══ DATA SUPPLIED ══

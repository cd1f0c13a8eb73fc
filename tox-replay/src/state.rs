//! Replay state threaded through every listener invocation
//!
//! The listener never keeps tallies of its own; each capability takes the
//! state, records what it saw, and hands it on.

use serde::Serialize;
use std::collections::{BTreeMap, BTreeSet};
use tox_dispatch::{CallStateFlags, FriendNumber};

/// One dispatched event, kept when the event log is enabled
#[derive(Debug, Clone, PartialEq, Eq, Serialize)]
pub struct EventRecord {
    /// Index of the batch (tick) the event arrived in
    pub batch: usize,
    pub category: String,
    pub friend: Option<u32>,
    pub detail: String,
}

#[derive(Debug, Clone, Default, Serialize)]
pub struct ReplayState {
    /// Current batch index
    pub batch: usize,
    /// Events seen per category name
    pub counts: BTreeMap<String, u64>,
    /// Every friend number any event referred to
    pub friends: BTreeSet<u32>,
    /// Most recent call-state mask received
    pub last_call_state: Option<u32>,
    pub events: Option<Vec<EventRecord>>,
}

impl ReplayState {
    pub fn new(keep_events: bool) -> Self {
        Self {
            events: keep_events.then(Vec::new),
            ..Self::default()
        }
    }

    /// Move on to the next batch
    pub fn next_batch(mut self) -> Self {
        self.batch += 1;
        self
    }

    /// Count one event; `detail` is only rendered when the event log is on
    pub fn record(
        mut self,
        category: impl ToString,
        friend: Option<FriendNumber>,
        detail: impl FnOnce() -> String,
    ) -> Self {
        let category = category.to_string();
        if let Some(friend) = friend {
            self.friends.insert(friend.value());
        }
        if let Some(events) = self.events.as_mut() {
            events.push(EventRecord {
                batch: self.batch,
                category: category.clone(),
                friend: friend.map(FriendNumber::value),
                detail: detail(),
            });
        }
        *self.counts.entry(category).or_insert(0) += 1;
        self
    }

    pub fn with_call_state(mut self, call_state: CallStateFlags) -> Self {
        self.last_call_state = Some(call_state.encode());
        self
    }

    /// Total events across all categories
    pub fn total(&self) -> u64 {
        self.counts.values().sum()
    }
}
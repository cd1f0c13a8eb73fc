//! Wire schema of the native event batches
//!
//! The native layer hands back one protobuf payload per iteration: a
//! [`CoreEvents`] message for the protocol surface and an [`AvEvents`]
//! message for the audio/video surface. Each category is a repeated field
//! whose tag matches its dispatch position. Repeated fields concatenate when
//! a payload is merged, so the physical field order on the wire never
//! changes the dispatch order.
//!
//! These are raw wire records. Enumerations are carried as `i32` and only
//! become typed values in [`crate::convert`].

/// Network connection status enumerator
#[derive(Clone, Copy, Debug, PartialEq, Eq, Hash, PartialOrd, Ord, ::prost::Enumeration)]
#[repr(i32)]
pub enum Connection {
    None = 0,
    Tcp = 1,
    Udp = 2,
}

/// User status enumerator
#[derive(Clone, Copy, Debug, PartialEq, Eq, Hash, PartialOrd, Ord, ::prost::Enumeration)]
#[repr(i32)]
pub enum UserStatus {
    None = 0,
    Away = 1,
    Busy = 2,
}

/// Message type enumerator
#[derive(Clone, Copy, Debug, PartialEq, Eq, Hash, PartialOrd, Ord, ::prost::Enumeration)]
#[repr(i32)]
pub enum MessageType {
    Normal = 0,
    Action = 1,
}

/// File control enumerator
#[derive(Clone, Copy, Debug, PartialEq, Eq, Hash, PartialOrd, Ord, ::prost::Enumeration)]
#[repr(i32)]
pub enum FileControl {
    Resume = 0,
    Pause = 1,
    Cancel = 2,
}

#[derive(Clone, PartialEq, ::prost::Message)]
pub struct SelfConnectionStatus {
    #[prost(enumeration = "Connection", tag = "1")]
    pub connection_status: i32,
}

#[derive(Clone, PartialEq, ::prost::Message)]
pub struct FriendName {
    #[prost(uint32, tag = "1")]
    pub friend_number: u32,
    #[prost(bytes = "vec", tag = "2")]
    pub name: Vec<u8>,
}

#[derive(Clone, PartialEq, ::prost::Message)]
pub struct FriendStatusMessage {
    #[prost(uint32, tag = "1")]
    pub friend_number: u32,
    #[prost(bytes = "vec", tag = "2")]
    pub message: Vec<u8>,
}

#[derive(Clone, PartialEq, ::prost::Message)]
pub struct FriendStatus {
    #[prost(uint32, tag = "1")]
    pub friend_number: u32,
    #[prost(enumeration = "UserStatus", tag = "2")]
    pub status: i32,
}

#[derive(Clone, PartialEq, ::prost::Message)]
pub struct FriendConnectionStatus {
    #[prost(uint32, tag = "1")]
    pub friend_number: u32,
    #[prost(enumeration = "Connection", tag = "2")]
    pub connection_status: i32,
}

#[derive(Clone, PartialEq, ::prost::Message)]
pub struct FriendTyping {
    #[prost(uint32, tag = "1")]
    pub friend_number: u32,
    #[prost(bool, tag = "2")]
    pub is_typing: bool,
}

#[derive(Clone, PartialEq, ::prost::Message)]
pub struct FriendReadReceipt {
    #[prost(uint32, tag = "1")]
    pub friend_number: u32,
    #[prost(uint32, tag = "2")]
    pub message_id: u32,
}

#[derive(Clone, PartialEq, ::prost::Message)]
pub struct FriendRequest {
    #[prost(bytes = "vec", tag = "1")]
    pub public_key: Vec<u8>,
    #[prost(int32, tag = "2")]
    pub time_delta: i32,
    #[prost(bytes = "vec", tag = "3")]
    pub message: Vec<u8>,
}

#[derive(Clone, PartialEq, ::prost::Message)]
pub struct FriendMessage {
    #[prost(uint32, tag = "1")]
    pub friend_number: u32,
    #[prost(enumeration = "MessageType", tag = "2")]
    pub r#type: i32,
    #[prost(int32, tag = "3")]
    pub time_delta: i32,
    #[prost(bytes = "vec", tag = "4")]
    pub message: Vec<u8>,
}

#[derive(Clone, PartialEq, ::prost::Message)]
pub struct FileRecvControl {
    #[prost(uint32, tag = "1")]
    pub friend_number: u32,
    #[prost(uint32, tag = "2")]
    pub file_number: u32,
    #[prost(enumeration = "FileControl", tag = "3")]
    pub control: i32,
}

#[derive(Clone, PartialEq, ::prost::Message)]
pub struct FileChunkRequest {
    #[prost(uint32, tag = "1")]
    pub friend_number: u32,
    #[prost(uint32, tag = "2")]
    pub file_number: u32,
    #[prost(uint64, tag = "3")]
    pub position: u64,
    #[prost(uint32, tag = "4")]
    pub length: u32,
}

#[derive(Clone, PartialEq, ::prost::Message)]
pub struct FileRecv {
    #[prost(uint32, tag = "1")]
    pub friend_number: u32,
    #[prost(uint32, tag = "2")]
    pub file_number: u32,
    #[prost(uint32, tag = "3")]
    pub kind: u32,
    #[prost(uint64, tag = "4")]
    pub file_size: u64,
    #[prost(bytes = "vec", tag = "5")]
    pub filename: Vec<u8>,
}

#[derive(Clone, PartialEq, ::prost::Message)]
pub struct FileRecvChunk {
    #[prost(uint32, tag = "1")]
    pub friend_number: u32,
    #[prost(uint32, tag = "2")]
    pub file_number: u32,
    #[prost(uint64, tag = "3")]
    pub position: u64,
    #[prost(bytes = "vec", tag = "4")]
    pub data: Vec<u8>,
}

#[derive(Clone, PartialEq, ::prost::Message)]
pub struct FriendLossyPacket {
    #[prost(uint32, tag = "1")]
    pub friend_number: u32,
    #[prost(bytes = "vec", tag = "2")]
    pub data: Vec<u8>,
}

#[derive(Clone, PartialEq, ::prost::Message)]
pub struct FriendLosslessPacket {
    #[prost(uint32, tag = "1")]
    pub friend_number: u32,
    #[prost(bytes = "vec", tag = "2")]
    pub data: Vec<u8>,
}

/// One iteration's worth of protocol events
#[derive(Clone, PartialEq, ::prost::Message)]
pub struct CoreEvents {
    #[prost(message, repeated, tag = "1")]
    pub self_connection_status: Vec<SelfConnectionStatus>,
    #[prost(message, repeated, tag = "2")]
    pub friend_name: Vec<FriendName>,
    #[prost(message, repeated, tag = "3")]
    pub friend_status_message: Vec<FriendStatusMessage>,
    #[prost(message, repeated, tag = "4")]
    pub friend_status: Vec<FriendStatus>,
    #[prost(message, repeated, tag = "5")]
    pub friend_connection_status: Vec<FriendConnectionStatus>,
    #[prost(message, repeated, tag = "6")]
    pub friend_typing: Vec<FriendTyping>,
    #[prost(message, repeated, tag = "7")]
    pub friend_read_receipt: Vec<FriendReadReceipt>,
    #[prost(message, repeated, tag = "8")]
    pub friend_request: Vec<FriendRequest>,
    #[prost(message, repeated, tag = "9")]
    pub friend_message: Vec<FriendMessage>,
    #[prost(message, repeated, tag = "10")]
    pub file_recv_control: Vec<FileRecvControl>,
    #[prost(message, repeated, tag = "11")]
    pub file_chunk_request: Vec<FileChunkRequest>,
    #[prost(message, repeated, tag = "12")]
    pub file_recv: Vec<FileRecv>,
    #[prost(message, repeated, tag = "13")]
    pub file_recv_chunk: Vec<FileRecvChunk>,
    #[prost(message, repeated, tag = "14")]
    pub friend_lossy_packet: Vec<FriendLossyPacket>,
    #[prost(message, repeated, tag = "15")]
    pub friend_lossless_packet: Vec<FriendLosslessPacket>,
}

impl CoreEvents {
    /// Total number of records across all categories
    pub fn len(&self) -> usize {
        self.self_connection_status.len()
            + self.friend_name.len()
            + self.friend_status_message.len()
            + self.friend_status.len()
            + self.friend_connection_status.len()
            + self.friend_typing.len()
            + self.friend_read_receipt.len()
            + self.friend_request.len()
            + self.friend_message.len()
            + self.file_recv_control.len()
            + self.file_chunk_request.len()
            + self.file_recv.len()
            + self.file_recv_chunk.len()
            + self.friend_lossy_packet.len()
            + self.friend_lossless_packet.len()
    }

    pub fn is_empty(&self) -> bool {
        self.len() == 0
    }
}

pub mod call_state {
    /// Call state enumerator, one per flag bit
    #[derive(Clone, Copy, Debug, PartialEq, Eq, Hash, PartialOrd, Ord, ::prost::Enumeration)]
    #[repr(i32)]
    pub enum Kind {
        Error = 0,
        Finished = 1,
        SendingA = 2,
        SendingV = 3,
        AcceptingA = 4,
        AcceptingV = 5,
    }
}

#[derive(Clone, PartialEq, ::prost::Message)]
pub struct Call {
    #[prost(uint32, tag = "1")]
    pub friend_number: u32,
    #[prost(bool, tag = "2")]
    pub audio_enabled: bool,
    #[prost(bool, tag = "3")]
    pub video_enabled: bool,
}

#[derive(Clone, PartialEq, ::prost::Message)]
pub struct CallState {
    #[prost(uint32, tag = "1")]
    pub friend_number: u32,
    #[prost(enumeration = "call_state::Kind", repeated, tag = "2")]
    pub call_state: Vec<i32>,
}

#[derive(Clone, PartialEq, ::prost::Message)]
pub struct AudioBitRate {
    #[prost(uint32, tag = "1")]
    pub friend_number: u32,
    #[prost(uint32, tag = "2")]
    pub audio_bit_rate: u32,
}

#[derive(Clone, PartialEq, ::prost::Message)]
pub struct VideoBitRate {
    #[prost(uint32, tag = "1")]
    pub friend_number: u32,
    #[prost(uint32, tag = "2")]
    pub video_bit_rate: u32,
}

#[derive(Clone, PartialEq, ::prost::Message)]
pub struct AudioReceiveFrame {
    #[prost(uint32, tag = "1")]
    pub friend_number: u32,
    /// Big-endian 16-bit samples
    #[prost(bytes = "vec", tag = "2")]
    pub pcm: Vec<u8>,
    #[prost(uint32, tag = "3")]
    pub channels: u32,
    #[prost(uint32, tag = "4")]
    pub sampling_rate: u32,
}

#[derive(Clone, PartialEq, ::prost::Message)]
pub struct VideoReceiveFrame {
    #[prost(uint32, tag = "1")]
    pub friend_number: u32,
    #[prost(uint32, tag = "2")]
    pub width: u32,
    #[prost(uint32, tag = "3")]
    pub height: u32,
    #[prost(bytes = "vec", tag = "4")]
    pub y: Vec<u8>,
    #[prost(bytes = "vec", tag = "5")]
    pub u: Vec<u8>,
    #[prost(bytes = "vec", tag = "6")]
    pub v: Vec<u8>,
    #[prost(int32, tag = "7")]
    pub y_stride: i32,
    #[prost(int32, tag = "8")]
    pub u_stride: i32,
    #[prost(int32, tag = "9")]
    pub v_stride: i32,
}

/// One iteration's worth of audio/video events
#[derive(Clone, PartialEq, ::prost::Message)]
pub struct AvEvents {
    #[prost(message, repeated, tag = "1")]
    pub call: Vec<Call>,
    #[prost(message, repeated, tag = "2")]
    pub call_state: Vec<CallState>,
    #[prost(message, repeated, tag = "3")]
    pub audio_bit_rate: Vec<AudioBitRate>,
    #[prost(message, repeated, tag = "4")]
    pub video_bit_rate: Vec<VideoBitRate>,
    #[prost(message, repeated, tag = "5")]
    pub audio_receive_frame: Vec<AudioReceiveFrame>,
    #[prost(message, repeated, tag = "6")]
    pub video_receive_frame: Vec<VideoReceiveFrame>,
}

impl AvEvents {
    /// Total number of records across all categories
    pub fn len(&self) -> usize {
        self.call.len()
            + self.call_state.len()
            + self.audio_bit_rate.len()
            + self.video_bit_rate.len()
            + self.audio_receive_frame.len()
            + self.video_receive_frame.len()
    }

    pub fn is_empty(&self) -> bool {
        self.len() == 0
    }
}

═══

Scan the entries above for the word "Serialize". Report the lines that hold it.

→ **RESULT**
use serde::Serialize;
#[derive(Debug, Clone, PartialEq, Eq, Serialize)]
#[derive(Debug, Clone, Default, Serialize)]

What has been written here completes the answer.